忍風戦隊ハリケンジャー』感想・第25-26話

◆巻之二十五「オバケと女学生」◆ (監督:竹本昇 脚本:荒川稔久
 サタラクラが呼び寄せた超小型の蚊忍者が謎の忍術を放つと、突然、吼太に抱きつく見知らぬ女子高生が現れて……ゲストヒロインは宇宙忍法により若かりしの日の姿で甦った祖母という、大変咀嚼の難しい回でした!
 吼太の祖母が甦ったのは守護霊への流れ弾で、サタラクラの目的は、ジャカンジャ忍者を復活させ日本各地を同時多発的に攻撃する事。全国各地で活動を始めた再生宇宙忍者を倒す為にハリケンジャーとゴウライジャーは一人一殺を目指すが、再生忍者は、蚊忍者を倒さない限り不死身。
 昔から蚊が刺したくなる体質を称する祖母が囮になって蚊忍者を誘き寄せ、理由付けはともかく、祖母の元にカイトで駆け付け、超小型の蚊忍者を一閃するイエローは、ちょっと格好良かったです。
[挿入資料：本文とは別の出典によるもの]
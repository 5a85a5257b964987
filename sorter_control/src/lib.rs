//! # Sorter Control Library
//!
//! Real-time orchestration core for the industrial sorter: turns
//! asynchronous camera-trigger events into precisely timed diverter
//! pulses while a safety supervisor, recovery supervisor and bin monitor
//! observe and pre-empt the pipeline.
//!
//! ## Architecture
//!
//! 1. **State machine**: single writer of the global system state;
//!    safety intents arrive on a priority channel drained first.
//! 2. **Dispatch scheduler**: exclusive owner of the pending-fire queue;
//!    computes fire times from belt speed and per-category distances,
//!    serializes overlapping activations, drops late or gated items.
//! 3. **Safety supervisor**: E-stop loop plus operational-limits
//!    watchdog with hysteresis; highest priority over pipeline state.
//! 4. **Recovery supervisor**: the only retry authority; per-fault-kind
//!    strategies with cooldowns and a global restart budget.
//! 5. **Telemetry bus**: non-blocking fan-out with per-subscriber
//!    bounded buffers and drop policies.
//!
//! All mutable state crosses task boundaries through bounded channels;
//! cores are tick-driven with explicit timestamps so every timing
//! property is assertable under a virtual clock.

pub mod bins;
pub mod classifier;
pub mod machine;
pub mod metrics;
pub mod orchestrator;
pub mod recovery;
pub mod safety;
pub mod scheduler;
pub mod telemetry;
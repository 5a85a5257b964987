//! Debounced edge detection for digital inputs.
//!
//! Used for the camera-trigger input and the E-stop line. Two matching
//! edges closer than the debounce window collapse into one event. The
//! detector is a pure sampler; the orchestrator owns the poll loop and
//! the channel the events land on.

use sorter_common::config::TriggerMode;

use crate::gpio::Level;

/// One accepted edge.
#[derive(Debug, Clone, Copy, PartialEq, Eq)]
pub struct EdgeEvent {
    /// Monotonic timestamp of the sample that saw the edge [ns].
    pub ts_ns: u64,
    /// True for a low→high transition.
    pub rising: bool,
}

/// Debounced edge detector over polled samples.
#[derive(Debug)]
pub struct EdgeDetector {
    mode: TriggerMode,
    debounce_ns: u64,
    last_level: Option<Level>,
    last_accepted_ns: Option<u64>,
}

impl EdgeDetector {
    pub fn new(mode: TriggerMode, debounce_ns: u64) -> Self {
        Self {
            mode,
            debounce_ns,
            last_level: None,
            last_accepted_ns: None,
        }
    }

    /// Feed one sample. Returns an event when a matching, non-bounced
    /// edge is observed. The first sample only seeds the level.
    pub fn sample(&mut self, level: Level, now_ns: u64) -> Option<EdgeEvent> {
        let previous = self.last_level.replace(level);
        let previous = previous?;
        if previous == level {
            return None;
        }

        let rising = level.is_high();
        let matches = match self.mode {
            TriggerMode::Rising => rising,
            TriggerMode::Falling => !rising,
        };
        if !matches {
            return None;
        }

        if let Some(last) = self.last_accepted_ns {
            if now_ns.saturating_sub(last) < self.debounce_ns {
                // Bounce: collapse into the previous event.
                return None;
            }
        }
        self.last_accepted_ns = Some(now_ns);
        Some(EdgeEvent { ts_ns: now_ns, rising })
    }
}

#[cfg(test)]
mod tests {
    use super::*;

    fn detector(debounce_ms: u64) -> EdgeDetector {
        EdgeDetector::new(TriggerMode::Rising, debounce_ms * 1_000_000)
    }

    #[test]
    fn first_sample_seeds_without_event() {
        let mut det = detector(50);
        assert_eq!(det.sample(Level::High, 0), None);
    }

    #[test]
    fn rising_edge_detected() {
        let mut det = detector(50);
        det.sample(Level::Low, 0);
        let event = det.sample(Level::High, 1_000_000).unwrap();
        assert!(event.rising);
        assert_eq!(event.ts_ns, 1_000_000);
    }

    #[test]
    fn falling_edges_ignored_in_rising_mode() {
        let mut det = detector(50);
        det.sample(Level::Low, 0);
        det.sample(Level::High, 1_000_000).unwrap();
        assert_eq!(det.sample(Level::Low, 2_000_000), None);
    }

    #[test]
    fn bounce_within_window_collapses() {
        let mut det = detector(50);
        det.sample(Level::Low, 0);
        assert!(det.sample(Level::High, 10_000_000).is_some());
        // Bounce: low then high again 20 ms later, inside the 50 ms window.
        det.sample(Level::Low, 20_000_000);
        assert_eq!(det.sample(Level::High, 30_000_000), None);
        // A clean edge after the window is accepted.
        det.sample(Level::Low, 70_000_000);
        assert!(det.sample(Level::High, 80_000_000).is_some());
    }

    #[test]
    fn steady_level_produces_nothing() {
        let mut det = detector(50);
        for t in 0..5u64 {
            assert_eq!(det.sample(Level::High, t * 1_000_000), None);
        }
    }

    #[test]
    fn falling_mode_detects_falling() {
        let mut det = EdgeDetector::new(TriggerMode::Falling, 0);
        det.sample(Level::High, 0);
        let event = det.sample(Level::Low, 1_000).unwrap();
        assert!(!event.rising);
    }
}
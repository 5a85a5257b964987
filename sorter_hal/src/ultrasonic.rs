//! Ultrasonic bin-level sensor.
//!
//! Triggers a pulse, times the echo under a hard timeout, smooths the
//! distance with a moving average, and maps it linearly to a fill
//! fraction between the configured empty and full distances.

use std::collections::VecDeque;
use std::time::Duration;

use sorter_common::config::BinSensorSettings;

use crate::gpio::{GpioBackend, HalError};

/// Speed of sound at room temperature [m/s].
const SPEED_OF_SOUND_MPS: f64 = 343.0;

/// One smoothed reading.
#[derive(Debug, Clone, Copy, PartialEq)]
pub struct FillReading {
    /// Smoothed distance to the fill surface [m].
    pub distance_m: f64,
    /// Linear fill fraction, clamped to `0..=1`.
    pub fill_fraction: f64,
}

pub struct UltrasonicSensor {
    trigger_pin: u8,
    echo_pin: u8,
    empty_distance_m: f64,
    full_distance_m: f64,
    timeout: Duration,
    smoothing_samples: usize,
    window: VecDeque<f64>,
}

impl UltrasonicSensor {
    pub fn from_settings(
        settings: &BinSensorSettings,
        measurement_timeout_s: f64,
        smoothing_samples: usize,
    ) -> Self {
        Self {
            trigger_pin: settings.trigger_pin_bcm,
            echo_pin: settings.echo_pin_bcm,
            empty_distance_m: settings.empty_distance_m,
            full_distance_m: settings.full_distance_m,
            timeout: Duration::from_secs_f64(measurement_timeout_s.max(0.001)),
            smoothing_samples: smoothing_samples.max(1),
            window: VecDeque::new(),
        }
    }

    /// Raw single-shot distance [m].
    fn measure_distance_m(&self, backend: &dyn GpioBackend) -> Result<f64, HalError> {
        let echo = backend.measure_echo(self.trigger_pin, self.echo_pin, self.timeout)?;
        let distance = echo.as_secs_f64() * SPEED_OF_SOUND_MPS / 2.0;
        // An echo far past the empty distance is a misread, not a level.
        if distance > self.empty_distance_m * 2.0 {
            return Err(HalError::Read {
                pin: self.echo_pin,
                reason: format!("implausible distance {distance:.3} m"),
            });
        }
        Ok(distance)
    }

    /// Measure, smooth, and translate to a fill fraction.
    pub fn read_fill(&mut self, backend: &dyn GpioBackend) -> Result<FillReading, HalError> {
        let distance = self.measure_distance_m(backend)?;
        if self.window.len() == self.smoothing_samples {
            self.window.pop_front();
        }
        self.window.push_back(distance);
        let avg = self.window.iter().sum::<f64>() / self.window.len() as f64;

        let span = self.empty_distance_m - self.full_distance_m;
        let fill = ((self.empty_distance_m - avg) / span).clamp(0.0, 1.0);
        Ok(FillReading {
            distance_m: avg,
            fill_fraction: fill,
        })
    }

    /// Drop the smoothing history, e.g. after the sensor was degraded.
    pub fn reset(&mut self) {
        self.window.clear();
    }
}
 妹以外の家族を失い施設で育った過去を持つも、介護士や保育士の免許を取って極めて真っ当な道を歩んでいた孫が、何を思ったのか忍術道場にスカウトされて悪友たちと道を踏み外している姿を見ていたらそれは心配も募るというものですが、孫が心配でならない祖母と、その祖母に今の自分の強さを見せる吼太の関係性などは悪くなかったものの、戦時中はデートとか出来なかったから祖父そっくりの吼太を振り回して現代を謳歌する祖母、の図は果たして必要だったのか。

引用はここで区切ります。